Also called flintknapping, this method has been used for centuries to make tools and weapons. Typically materials like flint, obsidian, or chert have been struck to form a desired shape.

Archaeologists used to believe that early knappers struck a core stone until it was the shape they needed for the tool or weapon that was being constructed. Today some think that the flakes that fell from the core stone as it was being struck were also used. I once saw a demonstration where a knapper struck a core stone and picked up one of the resulting flakes, using it to skin a newly-killed deer. The flake produced a sharp and useful tool without much work!

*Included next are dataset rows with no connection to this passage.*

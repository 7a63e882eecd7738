//! Tour Segmenter - compute engine for recorded tour time series
//!
//! The engine splits a tour into segments and derives per-segment statistics
//! through a deterministic pipeline: smoothing → segmentation → break
//! detection → segment statistics → report encoding.
//!
//! ## Modules
//!
//! - **Algorithms**: Douglas-Peucker simplification, Jamet and min-time-slice
//!   smoothing, break time detection, altitude up/down analysis
//! - **Segmenters**: altitude, pulse, distance, marker and break time strategies
//! - **Surfaces**: JSON documents, C bindings and the `tourseg` CLI

pub mod altitude;
pub mod breaks;
pub mod config;
pub mod encoder;
pub mod error;
pub mod pipeline;
pub mod schema;
pub mod segmenter;
pub mod simplify;
pub mod smoothing;
pub mod statistics;
pub mod types;

// FFI bindings for C interop (always available for cdylib/staticlib builds)
pub mod ffi;

pub use breaks::BreakTimeDetector;
pub use config::{
    AnalysisConfig, BreakMethod, SegmenterConfig, SmoothingAlgorithm, SmoothingConfig,
};
pub use error::ComputeError;
pub use pipeline::{
    analyze_tour, analyze_tour_json, available_segmenters_json, TourAnalysis, TourAnalyzer,
};
pub use segmenter::{available_segmenters, Segmentation, Segmenter, SegmenterKind};
pub use simplify::{DouglasPeucker, DpPoint};
pub use smoothing::SignalSmoother;
pub use statistics::{SegmentStatisticsBuilder, SegmentTable};
pub use types::{
    BreakClassification, MarkerSet, SegmentBoundary, SmoothedSeries, TimeSeries, TourSegment,
};

// Schema exports
pub use schema::{TourSeriesDocument, SCHEMA_VERSION};

/// Engine version embedded in every report
pub const ENGINE_VERSION: &str = env!("CARGO_PKG_VERSION");

/// Producer name for reports
pub const PRODUCER_NAME: &str = "tour-segmenter";
//! Unified tour.series.v1 schema
//!
//! This module defines the JSON input document for one recorded tour.

mod tour_series;

pub use tour_series::*;
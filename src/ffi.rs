//! FFI bindings for the tour segmenter
//!
//! C-compatible functions over the JSON pipeline. Inputs are null-terminated
//! `tour.series.v1` documents; returned strings are allocated by the library
//! and must be released with `tourseg_free_string`.

use std::cell::RefCell;
use std::ffi::{CStr, CString};
use std::os::raw::c_char;
use std::ptr;

use crate::pipeline::{
    analyze_tour_json, available_segmenters_json, smooth_tour_json, TourAnalyzer,
};

thread_local! {
    static LAST_ERROR: RefCell<Option<CString>> = const { RefCell::new(None) };
}

fn set_last_error(msg: &str) {
    LAST_ERROR.with(|e| {
        *e.borrow_mut() = CString::new(msg).ok();
    });
}

fn clear_last_error() {
    LAST_ERROR.with(|e| {
        *e.borrow_mut() = None;
    });
}

unsafe fn cstr_to_string(ptr: *const c_char) -> Option<String> {
    if ptr.is_null() {
        return None;
    }
    CStr::from_ptr(ptr).to_str().ok().map(|s| s.to_string())
}

fn string_to_cstr(s: &str) -> *mut c_char {
    match CString::new(s) {
        Ok(cstr) => cstr.into_raw(),
        Err(_) => ptr::null_mut(),
    }
}

/// Run a JSON entry point, translating errors into the last error slot
unsafe fn call_json<F>(json: *const c_char, f: F) -> *mut c_char
where
    F: FnOnce(String) -> Result<String, crate::ComputeError>,
{
    clear_last_error();

    let Some(json_str) = cstr_to_string(json) else {
        set_last_error("Invalid JSON string pointer");
        return ptr::null_mut();
    };

    match f(json_str) {
        Ok(result) => string_to_cstr(&result),
        Err(e) => {
            set_last_error(&e.to_string());
            ptr::null_mut()
        }
    }
}

// ============================================================================
// Stateless API
// ============================================================================

/// Analyze a tour document and return the JSON report.
///
/// # Safety
/// - `json` must be a valid null-terminated C string.
/// - Returns a newly allocated string that must be freed with `tourseg_free_string`.
/// - Returns NULL on error; call `tourseg_last_error` to get the error message.
#[no_mangle]
pub unsafe extern "C" fn tourseg_analyze_json(json: *const c_char) -> *mut c_char {
    call_json(json, analyze_tour_json)
}

/// List all segmenters and their availability for a tour document.
///
/// # Safety
/// - `json` must be a valid null-terminated C string.
/// - Returns a newly allocated string that must be freed with `tourseg_free_string`.
/// - Returns NULL on error; call `tourseg_last_error` to get the error message.
#[no_mangle]
pub unsafe extern "C" fn tourseg_available_segmenters_json(json: *const c_char) -> *mut c_char {
    call_json(json, available_segmenters_json)
}

/// Smooth a tour document and return the smoothed channels as JSON.
///
/// # Safety
/// - `json` must be a valid null-terminated C string.
/// - Returns a newly allocated string that must be freed with `tourseg_free_string`.
/// - Returns NULL on error; call `tourseg_last_error` to get the error message.
#[no_mangle]
pub unsafe extern "C" fn tourseg_smooth_json(json: *const c_char) -> *mut c_char {
    call_json(json, smooth_tour_json)
}

// ============================================================================
// Analyzer API
// ============================================================================

/// Opaque handle to a TourAnalyzer
pub struct TourAnalyzerHandle {
    analyzer: TourAnalyzer,
}

/// Create an analyzer.
///
/// # Safety
/// - `config_json` is an `AnalysisConfig` JSON string used for documents
///   without a configuration, or NULL for the defaults.
/// - Returns NULL on an invalid configuration; call `tourseg_last_error`.
/// - The handle must be freed with `tourseg_analyzer_free`.
#[no_mangle]
pub unsafe extern "C" fn tourseg_analyzer_new(config_json: *const c_char) -> *mut TourAnalyzerHandle {
    clear_last_error();

    let mut analyzer = TourAnalyzer::new();

    if !config_json.is_null() {
        let Some(config) = cstr_to_string(config_json) else {
            set_last_error("Invalid config string pointer");
            return ptr::null_mut();
        };
        if let Err(e) = analyzer.load_default_config(&config) {
            set_last_error(&e.to_string());
            return ptr::null_mut();
        }
    }

    Box::into_raw(Box::new(TourAnalyzerHandle { analyzer }))
}

/// Free an analyzer.
///
/// # Safety
/// - `analyzer` must be a pointer returned by `tourseg_analyzer_new`, or NULL.
#[no_mangle]
pub unsafe extern "C" fn tourseg_analyzer_free(analyzer: *mut TourAnalyzerHandle) {
    if !analyzer.is_null() {
        drop(Box::from_raw(analyzer));
    }
}

/// Analyze a tour document with an analyzer.
///
/// # Safety
/// - `analyzer` must be a valid pointer returned by `tourseg_analyzer_new`.
/// - `json` must be a valid null-terminated C string.
/// - Returns a newly allocated string that must be freed with `tourseg_free_string`.
/// - Returns NULL on error; call `tourseg_last_error` to get the error message.
#[no_mangle]
pub unsafe extern "C" fn tourseg_analyzer_analyze(
    analyzer: *const TourAnalyzerHandle,
    json: *const c_char,
) -> *mut c_char {
    if analyzer.is_null() {
        clear_last_error();
        set_last_error("Null analyzer pointer");
        return ptr::null_mut();
    }

    let handle = &*analyzer;
    call_json(json, |json| handle.analyzer.analyze_json(&json))
}

// ============================================================================
// Memory Management
// ============================================================================

/// Free a string returned by a `tourseg_*` function.
///
/// # Safety
/// - `ptr` must be a pointer returned by this library, or NULL.
/// - After calling this function, the pointer is invalid.
#[no_mangle]
pub unsafe extern "C" fn tourseg_free_string(ptr: *mut c_char) {
    if !ptr.is_null() {
        drop(CString::from_raw(ptr));
    }
}

// ============================================================================
// Error Handling
// ============================================================================

/// Get the last error message.
///
/// # Safety
/// - Returns a pointer to a thread-local error string.
/// - The pointer is valid until the next `tourseg_*` call on this thread.
/// - Do NOT free the returned pointer.
/// - Returns NULL if no error occurred.
#[no_mangle]
pub unsafe extern "C" fn tourseg_last_error() -> *const c_char {
    LAST_ERROR.with(|e| match &*e.borrow() {
        Some(cstr) => cstr.as_ptr(),
        None => ptr::null(),
    })
}

// ============================================================================
// Version Information
// ============================================================================

/// Get the library version.
///
/// # Safety
/// - Returns a pointer to a static string. Do NOT free.
#[no_mangle]
pub unsafe extern "C" fn tourseg_version() -> *const c_char {
    static VERSION: &[u8] = concat!(env!("CARGO_PKG_VERSION"), "\0").as_bytes();
    VERSION.as_ptr() as *const c_char
}
//! Market data access port trait.

use crate::domain::error::PairtraderError;
use crate::domain::series::ClosePoint;
use chrono::NaiveDate;

pub trait DataPort {
    /// Daily close prices for one symbol over the window, sorted by date.
    fn fetch_closes(
        &self,
        symbol: &str,
        start_date: NaiveDate,
        end_date: NaiveDate,
    ) -> Result<Vec<ClosePoint>, PairtraderError>;

    fn list_symbols(&self) -> Result<Vec<String>, PairtraderError>;

    fn get_data_range(
        &self,
        symbol: &str,
    ) -> Result<Option<(NaiveDate, NaiveDate, usize)>, PairtraderError>;
}
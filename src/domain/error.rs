//! Domain error types.

/// Top-level error type for pairtrader.
#[derive(Debug, thiserror::Error)]
pub enum PairtraderError {
    #[error("config parse error in {file}: {reason}")]
    ConfigParse { file: String, reason: String },

    #[error("missing config key [{section}] {key}")]
    ConfigMissing { section: String, key: String },

    #[error("invalid config value [{section}] {key}: {reason}")]
    ConfigInvalid {
        section: String,
        key: String,
        reason: String,
    },

    #[error("invalid pair '{spec}': {reason}")]
    InvalidPair { spec: String, reason: String },

    #[error("no data for {symbol}: {reason}")]
    DataUnavailable { symbol: String, reason: String },

    #[error("insufficient data for {pair}: have {observations} aligned observations, need {minimum}")]
    InsufficientData {
        pair: String,
        observations: usize,
        minimum: usize,
    },

    #[error("pair {pair} not cointegrated: p-value {p_value:.3} exceeds {significance}")]
    NotCointegrated {
        pair: String,
        p_value: f64,
        significance: f64,
    },

    #[error("no viable pairs among {candidates} candidates")]
    NoViablePair { candidates: usize },

    #[error(transparent)]
    Io(#[from] std::io::Error),
}

impl From<&PairtraderError> for std::process::ExitCode {
    fn from(err: &PairtraderError) -> Self {
        let code: u8 = match err {
            PairtraderError::Io(_) => 1,
            PairtraderError::ConfigParse { .. }
            | PairtraderError::ConfigMissing { .. }
            | PairtraderError::ConfigInvalid { .. }
            | PairtraderError::InvalidPair { .. } => 2,
            PairtraderError::DataUnavailable { .. } => 3,
            PairtraderError::InsufficientData { .. } => 4,
            PairtraderError::NotCointegrated { .. } => 5,
            PairtraderError::NoViablePair { .. } => 6,
        };
        std::process::ExitCode::from(code)
    }
}
//! Port traits between the domain and the adapters.

pub mod config_port;
pub mod data_port;
pub mod progress_port;
pub mod report_port;
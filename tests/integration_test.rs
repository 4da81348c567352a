//! Integration tests.
//!
//! Tests cover:
//! - Full pair pipeline with mock data port (fetch, align, qualify,
//!   simulate, score)
//! - Universe scan with mixed candidates (viable, rejected, unavailable)
//! - CSV-backed end-to-end run against a temp data directory
//! - Report port wiring and the HTML dashboard output
//! - Live replay over a finished report
//! - Property checks on the simulation and metrics invariants

mod common;

use common::*;
use pairtrader::cli::replay_simulation;
use pairtrader::domain::config::BacktestConfig;
use pairtrader::domain::error::PairtraderError;
use pairtrader::domain::metrics::Metrics;
use pairtrader::domain::report::PerformanceReport;
use pairtrader::domain::selector::{run_pair, scan_universe};
use pairtrader::domain::signal::SignalPoint;
use pairtrader::domain::simulation::run_simulation;
use pairtrader::domain::universe::PairCandidate;
use pairtrader::ports::progress_port::{ProgressPort, StepUpdate, TradeEvent};
use pairtrader::ports::report_port::ReportPort;
use proptest::prelude::*;
use std::cell::RefCell;

fn cointegrated_port(count: usize) -> MockDataPort {
    let leg_b = trending_leg(count);
    let leg_a = tracking_leg(&leg_b);
    MockDataPort::new()
        .with_closes("AAA", generate_closes("2022-01-03", &leg_a))
        .with_closes("BBB", generate_closes("2022-01-03", &leg_b))
}

mod pair_pipeline {
    use super::*;

    #[test]
    fn full_pipeline_on_cointegrated_pair() {
        let port = cointegrated_port(250);
        let config = BacktestConfig::default();
        let candidate = PairCandidate::new("AAA", "BBB");

        let report = run_pair(&port, &candidate, &config).unwrap();

        assert_eq!(report.pair.to_string(), "AAA/BBB");
        assert_eq!(report.series.len(), 250);
        assert_eq!(report.signals.len(), 250);
        assert_eq!(report.simulation.equity_curve.len(), 250);
        assert!(
            (report.simulation.equity_curve[0] - config.initial_capital).abs() < f64::EPSILON
        );
        assert!(report.p_value < 0.05);
        assert!(
            (report.hedge_ratio - 2.0).abs() < 0.2,
            "hedge ratio drifted: {}",
            report.hedge_ratio
        );
        assert!(report.metrics.sharpe.is_finite());
        assert!(report.metrics.max_drawdown >= 0.0 && report.metrics.max_drawdown <= 1.0);
        assert!(report.metrics.win_rate >= 0.0 && report.metrics.win_rate <= 1.0);
    }

    #[test]
    fn oscillating_pair_actually_trades() {
        let port = cointegrated_port(250);
        let report = run_pair(
            &port,
            &PairCandidate::new("AAA", "BBB"),
            &BacktestConfig::default(),
        )
        .unwrap();

        assert!(
            report.metrics.total_trades > 0,
            "the fast oscillation should cross the entry band"
        );
        let exits = report
            .simulation
            .trades
            .iter()
            .filter(|t| t.net_pnl.is_some())
            .count();
        assert_eq!(exits, report.metrics.total_trades);
    }

    #[test]
    fn data_error_propagates() {
        let port = cointegrated_port(250).with_error("AAA", "disk failure");
        let err = run_pair(
            &port,
            &PairCandidate::new("AAA", "BBB"),
            &BacktestConfig::default(),
        )
        .unwrap_err();

        assert!(matches!(
            err,
            PairtraderError::DataUnavailable { ref symbol, .. } if symbol == "AAA"
        ));
    }

    #[test]
    fn missing_symbol_yields_insufficient_data() {
        let port = cointegrated_port(250);
        let err = run_pair(
            &port,
            &PairCandidate::new("AAA", "ZZZ"),
            &BacktestConfig::default(),
        )
        .unwrap_err();

        assert!(matches!(
            err,
            PairtraderError::InsufficientData { observations: 0, minimum: 100, .. }
        ));
    }

    #[test]
    fn diverging_pair_is_rejected() {
        let leg_b = drifting_leg(250);
        let leg_a = diverging_leg(&leg_b);
        let port = MockDataPort::new()
            .with_closes("CCC", generate_closes("2022-01-03", &leg_a))
            .with_closes("DDD", generate_closes("2022-01-03", &leg_b));

        let config = BacktestConfig::default();
        let err = run_pair(&port, &PairCandidate::new("CCC", "DDD"), &config).unwrap_err();

        match err {
            PairtraderError::NotCointegrated {
                pair,
                p_value,
                significance,
            } => {
                assert_eq!(pair, "CCC/DDD");
                assert!(p_value > significance);
            }
            other => panic!("expected NotCointegrated, got {other:?}"),
        }
    }
}

mod universe_scan {
    use super::*;

    #[test]
    fn scan_ranks_viable_pairs_and_records_skips() {
        let leg_b = trending_leg(250);
        let leg_a = tracking_leg(&leg_b);
        let drift = drifting_leg(250);
        let curve = diverging_leg(&drift);
        let port = MockDataPort::new()
            .with_closes("AAA", generate_closes("2022-01-03", &leg_a))
            .with_closes("BBB", generate_closes("2022-01-03", &leg_b))
            .with_closes("CCC", generate_closes("2022-01-03", &curve))
            .with_closes("DDD", generate_closes("2022-01-03", &drift))
            .with_error("EEE", "connection reset");

        let universe = vec![
            PairCandidate::new("AAA", "BBB"),
            PairCandidate::new("CCC", "DDD"),
            PairCandidate::new("EEE", "FFF"),
        ];
        let outcome = scan_universe(&port, &universe, &BacktestConfig::default()).unwrap();

        assert_eq!(outcome.reports.len(), 1);
        assert_eq!(outcome.best().pair.to_string(), "AAA/BBB");

        assert_eq!(outcome.skipped.len(), 2);
        assert_eq!(outcome.skipped[0].pair.to_string(), "CCC/DDD");
        assert!(outcome.skipped[0].reason.contains("not cointegrated"));
        assert_eq!(outcome.skipped[1].pair.to_string(), "EEE/FFF");
        assert!(outcome.skipped[1].reason.contains("no data for EEE"));
    }

    #[test]
    fn scan_tie_prefers_first_candidate() {
        let port = cointegrated_port(250);
        let universe = vec![
            PairCandidate::new("AAA", "BBB"),
            PairCandidate::new("AAA", "BBB"),
        ];

        let outcome = scan_universe(&port, &universe, &BacktestConfig::default()).unwrap();

        assert_eq!(outcome.reports.len(), 2);
        assert_eq!(outcome.best_index, 0);
        assert_eq!(
            outcome.reports[0].metrics.sharpe,
            outcome.reports[1].metrics.sharpe
        );
    }

    #[test]
    fn all_failures_is_no_viable_pair() {
        let port = MockDataPort::new()
            .with_error("AAA", "gone")
            .with_error("CCC", "gone");
        let universe = vec![
            PairCandidate::new("AAA", "BBB"),
            PairCandidate::new("CCC", "DDD"),
        ];

        let err = scan_universe(&port, &universe, &BacktestConfig::default()).unwrap_err();

        assert!(matches!(
            err,
            PairtraderError::NoViablePair { candidates: 2 }
        ));
    }

    #[test]
    fn empty_universe_is_no_viable_pair() {
        let port = MockDataPort::new();
        let err = scan_universe(&port, &[], &BacktestConfig::default()).unwrap_err();

        assert!(matches!(
            err,
            PairtraderError::NoViablePair { candidates: 0 }
        ));
    }
}

mod csv_end_to_end {
    use super::*;
    use pairtrader::adapters::csv_adapter::CsvAdapter;
    use tempfile::TempDir;

    fn write_symbol_csv(dir: &std::path::Path, symbol: &str, closes: &[f64]) {
        let start = date(2022, 1, 3);
        let mut content = String::from("date,close\n");
        for (i, close) in closes.iter().enumerate() {
            let day = start + chrono::Duration::days(i as i64);
            content.push_str(&format!("{},{}\n", day.format("%Y-%m-%d"), close));
        }
        std::fs::write(dir.join(format!("{symbol}.csv")), content).unwrap();
    }

    #[test]
    fn csv_backed_pipeline_produces_report() {
        let dir = TempDir::new().unwrap();
        let leg_b = trending_leg(250);
        let leg_a = tracking_leg(&leg_b);
        write_symbol_csv(dir.path(), "KO", &leg_a);
        write_symbol_csv(dir.path(), "PEP", &leg_b);

        let port = CsvAdapter::new(dir.path().to_path_buf());
        let config = BacktestConfig::default();
        let report = run_pair(&port, &PairCandidate::new("KO", "PEP"), &config).unwrap();

        assert_eq!(report.series.len(), 250);
        assert!(report.p_value < 0.05);
        assert!(
            (report.simulation.equity_curve[0] - config.initial_capital).abs() < f64::EPSILON
        );
    }

    #[test]
    fn csv_scan_skips_pair_with_missing_file() {
        let dir = TempDir::new().unwrap();
        let leg_b = trending_leg(250);
        let leg_a = tracking_leg(&leg_b);
        write_symbol_csv(dir.path(), "KO", &leg_a);
        write_symbol_csv(dir.path(), "PEP", &leg_b);

        let port = CsvAdapter::new(dir.path().to_path_buf());
        let universe = vec![
            PairCandidate::new("KO", "PEP"),
            PairCandidate::new("XOM", "CVX"),
        ];
        let outcome = scan_universe(&port, &universe, &BacktestConfig::default()).unwrap();

        assert_eq!(outcome.reports.len(), 1);
        assert_eq!(outcome.skipped.len(), 1);
        assert_eq!(outcome.skipped[0].pair.to_string(), "XOM/CVX");
    }
}

struct MockReportPort {
    calls: RefCell<Vec<(PerformanceReport, BacktestConfig, String)>>,
}

impl MockReportPort {
    fn new() -> Self {
        Self {
            calls: RefCell::new(Vec::new()),
        }
    }
}

impl ReportPort for MockReportPort {
    fn write(
        &self,
        report: &PerformanceReport,
        config: &BacktestConfig,
        output_path: &str,
    ) -> Result<(), PairtraderError> {
        self.calls
            .borrow_mut()
            .push((report.clone(), config.clone(), output_path.to_string()));
        Ok(())
    }
}

mod report_generation {
    use super::*;
    use pairtrader::adapters::html_report_adapter::HtmlReportAdapter;
    use tempfile::TempDir;

    #[test]
    fn report_port_receives_finished_report() {
        let port = cointegrated_port(250);
        let config = BacktestConfig::default();
        let report = run_pair(&port, &PairCandidate::new("AAA", "BBB"), &config).unwrap();

        let sink = MockReportPort::new();
        sink.write(&report, &config, "out.html").unwrap();

        let calls = sink.calls.borrow();
        assert_eq!(calls.len(), 1);
        let (ref stored, ref stored_config, ref path) = calls[0];
        assert_eq!(stored.pair, report.pair);
        assert_eq!(stored.simulation.equity_curve.len(), 250);
        assert_eq!(stored_config.initial_capital, config.initial_capital);
        assert_eq!(path, "out.html");
    }

    #[test]
    fn html_dashboard_written_from_pipeline_report() {
        let data_dir = TempDir::new().unwrap();
        let port = cointegrated_port(250);
        let config = BacktestConfig::default();
        let report = run_pair(&port, &PairCandidate::new("AAA", "BBB"), &config).unwrap();

        let out = data_dir.path().join("dashboard.html");
        let writer = HtmlReportAdapter::new();
        writer
            .write(&report, &config, &out.to_string_lossy())
            .unwrap();

        let html = std::fs::read_to_string(&out).unwrap();
        assert!(html.contains("AAA/BBB"));
        assert!(html.matches("<svg").count() >= 4);
    }
}

mod live_replay {
    use super::*;

    struct CollectingProgress {
        steps: RefCell<Vec<StepUpdate>>,
        trades: RefCell<Vec<TradeEvent>>,
    }

    impl CollectingProgress {
        fn new() -> Self {
            Self {
                steps: RefCell::new(Vec::new()),
                trades: RefCell::new(Vec::new()),
            }
        }
    }

    impl ProgressPort for CollectingProgress {
        fn on_step(&self, update: &StepUpdate) {
            self.steps.borrow_mut().push(*update);
        }

        fn on_trade(&self, event: &TradeEvent) {
            self.trades.borrow_mut().push(*event);
        }
    }

    #[test]
    fn replay_emits_one_step_per_bar() {
        let port = cointegrated_port(250);
        let config = BacktestConfig::default();
        let report = run_pair(&port, &PairCandidate::new("AAA", "BBB"), &config).unwrap();

        let progress = CollectingProgress::new();
        replay_simulation(&report, &config, &progress);

        let steps = progress.steps.borrow();
        assert_eq!(steps.len(), report.signals.len());
        assert_eq!(steps[0].index, 0);
        assert_eq!(steps[0].total, 250);
        assert_eq!(steps[0].equity, config.initial_capital);
        assert_eq!(steps[0].position, 0.0);
        for (index, step) in steps.iter().enumerate() {
            assert_eq!(step.index, index);
            assert_eq!(step.equity, report.simulation.equity_curve[index]);
        }
    }

    #[test]
    fn replay_trade_events_match_simulation_trades() {
        let port = cointegrated_port(250);
        let config = BacktestConfig::default();
        let report = run_pair(&port, &PairCandidate::new("AAA", "BBB"), &config).unwrap();
        assert!(!report.simulation.trades.is_empty());

        let progress = CollectingProgress::new();
        replay_simulation(&report, &config, &progress);

        let events = progress.trades.borrow();
        assert_eq!(events.len(), report.simulation.trades.len());
        for (event, mark) in events.iter().zip(report.simulation.trades.iter()) {
            assert_eq!(event.action, mark.action);
            assert_eq!(event.net_pnl, mark.net_pnl);
            assert_eq!(event.date, report.series.dates[mark.index]);
            assert!(event.position_size > 0.0);
        }
    }
}

mod simulation_properties {
    use super::*;

    fn arb_signals() -> impl Strategy<Value = Vec<SignalPoint>> {
        prop::collection::vec(
            (-4.0..4.0_f64, -20.0..20.0_f64, 0.01..5.0_f64),
            0..60,
        )
        .prop_map(|points| {
            points
                .into_iter()
                .map(|(z_score, spread, spread_volatility)| SignalPoint {
                    spread,
                    z_score,
                    spread_volatility,
                })
                .collect()
        })
    }

    proptest! {
        /// The equity curve spans the full signal sequence no matter what
        /// the signals look like.
        #[test]
        fn equity_curve_always_spans_signals(signals in arb_signals()) {
            let config = BacktestConfig::default();
            let simulation = run_simulation(&signals, &config);

            prop_assert_eq!(simulation.equity_curve.len(), signals.len());
            if !signals.is_empty() {
                prop_assert!(
                    (simulation.equity_curve[0] - config.initial_capital).abs() < f64::EPSILON
                );
            }
        }

        /// Drawdown is a fraction of the running peak.
        #[test]
        fn drawdown_stays_in_unit_interval(
            curve in prop::collection::vec(1.0..1_000_000.0_f64, 1..80),
        ) {
            let metrics = Metrics::compute(&curve, &[], curve[0]);

            prop_assert!(metrics.max_drawdown >= 0.0);
            prop_assert!(metrics.max_drawdown <= 1.0);
            prop_assert!(metrics.sharpe.is_finite());
        }
    }
}
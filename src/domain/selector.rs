//! Universe scanning and best-pair selection.

use crate::domain::cointegration::test_pair;
use crate::domain::config::BacktestConfig;
use crate::domain::error::PairtraderError;
use crate::domain::metrics::Metrics;
use crate::domain::report::PerformanceReport;
use crate::domain::series::PairSeries;
use crate::domain::signal::{build_signals, fit_hedge_ratio};
use crate::domain::simulation::run_simulation;
use crate::domain::universe::PairCandidate;
use crate::ports::data_port::DataPort;

/// A candidate excluded from the ranking, with its human-readable reason.
#[derive(Debug, Clone)]
pub struct SkippedPair {
    pub pair: PairCandidate,
    pub reason: String,
}

/// Result of scanning a universe: at least one viable report, the pairs
/// that fell out along the way, and the index of the Sharpe winner.
#[derive(Debug, Clone)]
pub struct ScanOutcome {
    pub reports: Vec<PerformanceReport>,
    pub skipped: Vec<SkippedPair>,
    pub best_index: usize,
}

impl ScanOutcome {
    pub fn best(&self) -> &PerformanceReport {
        &self.reports[self.best_index]
    }
}

/// Evaluate a single candidate end to end: fetch both legs, align, qualify,
/// fit the hedge ratio, derive signals, simulate, and score.
pub fn run_pair(
    data_port: &dyn DataPort,
    candidate: &PairCandidate,
    config: &BacktestConfig,
) -> Result<PerformanceReport, PairtraderError> {
    let closes_a =
        data_port.fetch_closes(&candidate.symbol_a, config.start_date, config.end_date)?;
    let closes_b =
        data_port.fetch_closes(&candidate.symbol_b, config.start_date, config.end_date)?;
    let series = PairSeries::align(
        &candidate.symbol_a,
        &candidate.symbol_b,
        &closes_a,
        &closes_b,
    );

    let cointegration = test_pair(&series, config)?;
    if !cointegration.is_cointegrated {
        return Err(PairtraderError::NotCointegrated {
            pair: candidate.to_string(),
            p_value: cointegration.p_value,
            significance: config.significance,
        });
    }

    let hedge_ratio = fit_hedge_ratio(&series.closes_a, &series.closes_b);
    let signals = build_signals(&series, hedge_ratio, config);
    let simulation = run_simulation(&signals, config);
    let metrics = Metrics::compute(
        &simulation.equity_curve,
        &simulation.trades,
        config.initial_capital,
    );

    Ok(PerformanceReport {
        pair: candidate.clone(),
        p_value: cointegration.p_value,
        test_statistic: cointegration.test_statistic,
        hedge_ratio,
        series,
        signals,
        simulation,
        metrics,
    })
}

/// Scan every candidate sequentially. Per-pair failures are warnings, not
/// faults: the pair is recorded as skipped and the scan continues. Only a
/// universe with zero viable pairs is a hard error.
pub fn scan_universe(
    data_port: &dyn DataPort,
    universe: &[PairCandidate],
    config: &BacktestConfig,
) -> Result<ScanOutcome, PairtraderError> {
    let mut reports = Vec::new();
    let mut skipped = Vec::new();

    for candidate in universe {
        match run_pair(data_port, candidate, config) {
            Ok(report) => reports.push(report),
            Err(e) => {
                eprintln!("Warning: skipping {} ({})", candidate, e);
                skipped.push(SkippedPair {
                    pair: candidate.clone(),
                    reason: e.to_string(),
                });
            }
        }
    }

    if reports.is_empty() {
        return Err(PairtraderError::NoViablePair {
            candidates: universe.len(),
        });
    }

    if !skipped.is_empty() {
        eprintln!(
            "Ranking {} of {} candidate pairs",
            reports.len(),
            universe.len()
        );
    }

    let best_index = rank_best(&reports);

    Ok(ScanOutcome {
        reports,
        skipped,
        best_index,
    })
}

/// Index of the maximum-Sharpe report. A NaN Sharpe never wins and the
/// first report wins ties.
fn rank_best(reports: &[PerformanceReport]) -> usize {
    let mut best_index = 0;
    let mut best_sharpe = f64::NEG_INFINITY;

    for (index, report) in reports.iter().enumerate() {
        let sharpe = report.metrics.sharpe;
        if !sharpe.is_nan() && sharpe > best_sharpe {
            best_index = index;
            best_sharpe = sharpe;
        }
    }

    best_index
}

Of course, once humans learned to use and manufacture metals, knapping became a bit of a lost art. To archaeologists, however, the way in which tools and weapons were designed and made can help determine the age of their finds. Modern estimates postulate that knapping techniques date back to approximately 2.5 million years ago.
8. Items placed in burials

Answer: Grave goods

Oh, to make this sort of discovery! Grave goods presumably helped the person on his quest to find the afterlife by offering a sacrifice to make deities more benevolent. Once the afterlife was found, grave goods were used by the deceased to make his existence there more comfortable. This means that grave goods were typically votive offerings made for religious purposes, or ordinary everyday objects like food, jewelry, or clothing.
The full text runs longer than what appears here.